# [Problem requirements]
Keyword search on "assigned": report each line of the records that contains it.

# [Data excerpts]
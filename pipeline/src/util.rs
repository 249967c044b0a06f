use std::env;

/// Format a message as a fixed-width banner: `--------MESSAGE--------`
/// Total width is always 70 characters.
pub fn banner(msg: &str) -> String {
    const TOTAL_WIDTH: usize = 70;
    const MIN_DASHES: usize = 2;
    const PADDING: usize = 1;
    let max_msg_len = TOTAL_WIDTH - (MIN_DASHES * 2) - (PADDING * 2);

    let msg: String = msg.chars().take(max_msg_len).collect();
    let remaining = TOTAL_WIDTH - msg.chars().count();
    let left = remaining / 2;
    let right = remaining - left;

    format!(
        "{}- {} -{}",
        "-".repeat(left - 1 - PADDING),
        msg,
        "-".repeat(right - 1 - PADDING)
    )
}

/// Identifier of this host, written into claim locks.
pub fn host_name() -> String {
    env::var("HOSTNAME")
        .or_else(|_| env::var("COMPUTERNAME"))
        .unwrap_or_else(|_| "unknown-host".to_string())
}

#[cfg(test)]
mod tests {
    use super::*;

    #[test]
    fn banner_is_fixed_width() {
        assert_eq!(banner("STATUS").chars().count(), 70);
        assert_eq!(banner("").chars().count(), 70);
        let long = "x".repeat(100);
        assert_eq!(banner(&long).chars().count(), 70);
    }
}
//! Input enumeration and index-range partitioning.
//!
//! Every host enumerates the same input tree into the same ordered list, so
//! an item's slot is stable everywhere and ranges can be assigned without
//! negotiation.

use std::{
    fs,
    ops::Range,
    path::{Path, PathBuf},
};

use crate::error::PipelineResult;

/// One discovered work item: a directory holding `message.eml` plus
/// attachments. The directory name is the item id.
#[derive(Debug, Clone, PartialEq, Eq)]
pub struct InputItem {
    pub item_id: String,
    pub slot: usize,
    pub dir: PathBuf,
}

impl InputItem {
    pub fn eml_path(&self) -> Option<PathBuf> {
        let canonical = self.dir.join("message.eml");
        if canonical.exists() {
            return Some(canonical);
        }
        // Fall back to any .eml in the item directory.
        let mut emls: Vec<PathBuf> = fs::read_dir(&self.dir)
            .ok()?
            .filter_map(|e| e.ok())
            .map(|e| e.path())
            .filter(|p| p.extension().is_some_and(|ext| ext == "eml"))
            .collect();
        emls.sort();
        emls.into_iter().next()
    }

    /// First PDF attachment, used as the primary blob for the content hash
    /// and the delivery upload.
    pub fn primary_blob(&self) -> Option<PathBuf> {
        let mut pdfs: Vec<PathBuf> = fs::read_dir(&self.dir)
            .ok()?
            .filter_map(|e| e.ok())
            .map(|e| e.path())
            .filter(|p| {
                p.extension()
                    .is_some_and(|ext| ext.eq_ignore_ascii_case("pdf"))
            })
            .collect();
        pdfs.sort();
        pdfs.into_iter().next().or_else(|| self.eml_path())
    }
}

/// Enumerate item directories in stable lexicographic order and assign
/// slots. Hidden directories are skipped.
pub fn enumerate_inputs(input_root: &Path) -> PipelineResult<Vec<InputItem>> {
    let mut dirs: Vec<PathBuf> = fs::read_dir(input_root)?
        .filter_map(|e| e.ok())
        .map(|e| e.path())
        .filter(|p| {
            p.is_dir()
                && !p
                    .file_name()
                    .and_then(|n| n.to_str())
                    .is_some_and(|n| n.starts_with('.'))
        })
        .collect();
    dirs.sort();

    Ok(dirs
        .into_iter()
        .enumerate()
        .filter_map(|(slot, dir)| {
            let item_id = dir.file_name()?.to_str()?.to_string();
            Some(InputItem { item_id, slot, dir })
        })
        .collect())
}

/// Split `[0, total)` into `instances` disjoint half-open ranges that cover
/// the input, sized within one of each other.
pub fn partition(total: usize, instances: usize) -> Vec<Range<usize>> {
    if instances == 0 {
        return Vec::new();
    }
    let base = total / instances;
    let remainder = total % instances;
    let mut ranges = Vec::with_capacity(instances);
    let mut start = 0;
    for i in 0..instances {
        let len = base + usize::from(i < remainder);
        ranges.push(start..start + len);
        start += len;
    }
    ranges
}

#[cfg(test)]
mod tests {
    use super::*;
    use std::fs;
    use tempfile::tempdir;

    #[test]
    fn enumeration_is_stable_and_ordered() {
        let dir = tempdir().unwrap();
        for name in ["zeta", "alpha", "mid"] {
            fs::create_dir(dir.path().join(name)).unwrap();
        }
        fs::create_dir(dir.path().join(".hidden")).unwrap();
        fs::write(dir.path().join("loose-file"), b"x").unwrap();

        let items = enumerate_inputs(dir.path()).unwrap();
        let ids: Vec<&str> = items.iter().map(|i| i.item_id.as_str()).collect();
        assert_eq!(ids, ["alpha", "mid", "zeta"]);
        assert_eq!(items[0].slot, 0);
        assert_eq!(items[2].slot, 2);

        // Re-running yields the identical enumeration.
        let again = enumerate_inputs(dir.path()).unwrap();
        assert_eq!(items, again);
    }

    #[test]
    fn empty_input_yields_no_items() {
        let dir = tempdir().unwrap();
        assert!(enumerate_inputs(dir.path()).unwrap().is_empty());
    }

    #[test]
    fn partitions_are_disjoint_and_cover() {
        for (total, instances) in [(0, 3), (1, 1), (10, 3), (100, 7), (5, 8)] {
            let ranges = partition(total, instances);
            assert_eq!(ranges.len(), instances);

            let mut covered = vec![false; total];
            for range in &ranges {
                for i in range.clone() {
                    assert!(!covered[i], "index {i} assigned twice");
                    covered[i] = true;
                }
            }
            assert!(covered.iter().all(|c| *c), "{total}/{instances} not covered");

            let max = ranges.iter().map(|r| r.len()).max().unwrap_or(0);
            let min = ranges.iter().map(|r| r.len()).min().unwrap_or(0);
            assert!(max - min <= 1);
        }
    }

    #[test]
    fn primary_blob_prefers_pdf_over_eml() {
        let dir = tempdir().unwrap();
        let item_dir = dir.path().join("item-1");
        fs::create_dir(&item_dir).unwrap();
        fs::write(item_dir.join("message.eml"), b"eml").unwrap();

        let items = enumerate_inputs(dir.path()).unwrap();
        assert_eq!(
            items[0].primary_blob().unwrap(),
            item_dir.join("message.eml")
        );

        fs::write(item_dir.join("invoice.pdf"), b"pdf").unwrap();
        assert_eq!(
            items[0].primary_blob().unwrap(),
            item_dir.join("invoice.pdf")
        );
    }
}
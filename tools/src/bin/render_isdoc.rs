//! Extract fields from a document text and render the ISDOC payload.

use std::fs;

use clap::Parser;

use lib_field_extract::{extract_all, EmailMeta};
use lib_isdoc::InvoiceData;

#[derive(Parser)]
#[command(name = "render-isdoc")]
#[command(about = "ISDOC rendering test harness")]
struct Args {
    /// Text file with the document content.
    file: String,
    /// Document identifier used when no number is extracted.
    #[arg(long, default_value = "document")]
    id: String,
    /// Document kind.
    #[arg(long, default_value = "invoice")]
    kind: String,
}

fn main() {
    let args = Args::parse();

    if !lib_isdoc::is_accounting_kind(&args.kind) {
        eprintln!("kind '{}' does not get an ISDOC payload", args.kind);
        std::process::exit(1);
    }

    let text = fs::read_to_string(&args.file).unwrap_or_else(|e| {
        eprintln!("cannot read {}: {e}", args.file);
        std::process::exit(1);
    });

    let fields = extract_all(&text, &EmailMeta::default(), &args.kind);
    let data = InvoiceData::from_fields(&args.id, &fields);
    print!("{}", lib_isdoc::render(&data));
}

# [Reply to the task]
//! an item's slot is stable everywhere and ranges can be assigned without
                    assert!(!covered[i], "index {i} assigned twice");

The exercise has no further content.